About this task ▸ Each line of the data below should be repeated exactly.

****************

//! Merkle allowlist for gated NFT minting.
//!
//! Builds the tree an on-chain verifier such as OpenZeppelin's `MerkleProof`
//! checks against:
//! - Leaves are `keccak256(abi.encodePacked(address))`
//! - Parents hash the two children smaller-first (sorted pairs)
//! - An odd trailing node is paired with itself
//!
//! Everything here is a pure function of its inputs; trees are rebuilt per
//! call and nothing is cached between calls.
//!
//! ```
//! use mint_allowlist::{build_root, compute_leaf, get_proof_and_root, verify_proof};
//!
//! let leaves: Vec<_> = [
//!     "0xf39Fd6e51aad88F6F4ce6aB8827279cffFb92266",
//!     "0x70997970C51812dc3A010C7d01b50e0d17dc79C8",
//!     "0x3C44CdDdB6a900fa2b585dd299e03d12FA4293BC",
//! ]
//! .iter()
//! .map(|address| compute_leaf(address))
//! .collect::<Result<_, _>>()?;
//!
//! let (proof, root) = get_proof_and_root(&leaves, &leaves[1]);
//! assert_eq!(root, build_root(&leaves));
//! assert!(verify_proof(&proof, &root, &leaves[1]));
//! # Ok::<(), mint_allowlist::AllowlistError>(())
//! ```

mod allowlist;
mod config;
mod error;
mod hasher;
mod leaf;
mod proof;
mod root;
mod tree;

pub use allowlist::Allowlist;
pub use config::{AllowlistConfig, DEFAULT_MAX_ENTRIES, MAX_ENTRIES_ENV};
pub use error::{AllowlistError, Result};
pub use hasher::Keccak256Hasher;
pub use leaf::{address_leaf, compute_leaf, format_hash_hex, parse_address, parse_hash};
pub use proof::{AllowlistProof, compute_root, format_proof, parse_proof, verify_proof};
pub use root::{MerkleRoot, RootStatus, compare_roots, parse_root};
pub use tree::{MerkleLevels, build_proof, build_root, get_proof_and_root};

pub use alloy_primitives::{Address, B256};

****************

Response below ▸
//! Merkle allowlist for gated NFT minting.
//!
//! Builds the tree an on-chain verifier such as OpenZeppelin's `MerkleProof`
//! checks against:
//! - Leaves are `keccak256(abi.encodePacked(address))`
//! - Parents hash the two children smaller-first (sorted pairs)
//! - An odd trailing node is paired with itself
//!
//! Everything here is a pure function of its inputs; trees are rebuilt per
//! call and nothing is cached between calls.
//!
//! ```
//! use mint_allowlist::{build_root, compute_leaf, get_proof_and_root, verify_proof};
//!
//! let leaves: Vec<_> = [
//!     "0xf39Fd6e51aad88F6F4ce6aB8827279cffFb92266",
//!     "0x70997970C51812dc3A010C7d01b50e0d17dc79C8",
//!     "0x3C44CdDdB6a900fa2b585dd299e03d12FA4293BC",
//! ]
//! .iter()
//! .map(|address| compute_leaf(address))
//! .collect::<Result<_, _>>()?;
//!
//! let (proof, root) = get_proof_and_root(&leaves, &leaves[1]);
//! assert_eq!(root, build_root(&leaves));
//! assert!(verify_proof(&proof, &root, &leaves[1]));
//! # Ok::<(), mint_allowlist::AllowlistError>(())
//! ```

mod allowlist;
mod config;
mod error;
mod hasher;
mod leaf;
mod proof;
mod root;
mod tree;

pub use allowlist::Allowlist;
pub use config::{AllowlistConfig, DEFAULT_MAX_ENTRIES, MAX_ENTRIES_ENV};
pub use error::{AllowlistError, Result};
pub use hasher::Keccak256Hasher;
pub use leaf::{address_leaf, compute_leaf, format_hash_hex, parse_address, parse_hash};
pub use proof::{AllowlistProof, compute_root, format_proof, parse_proof, verify_proof};
pub use root::{MerkleRoot, RootStatus, compare_roots, parse_root};
pub use tree::{MerkleLevels, build_proof, build_root, get_proof_and_root};

pub use alloy_primitives::{Address, B256};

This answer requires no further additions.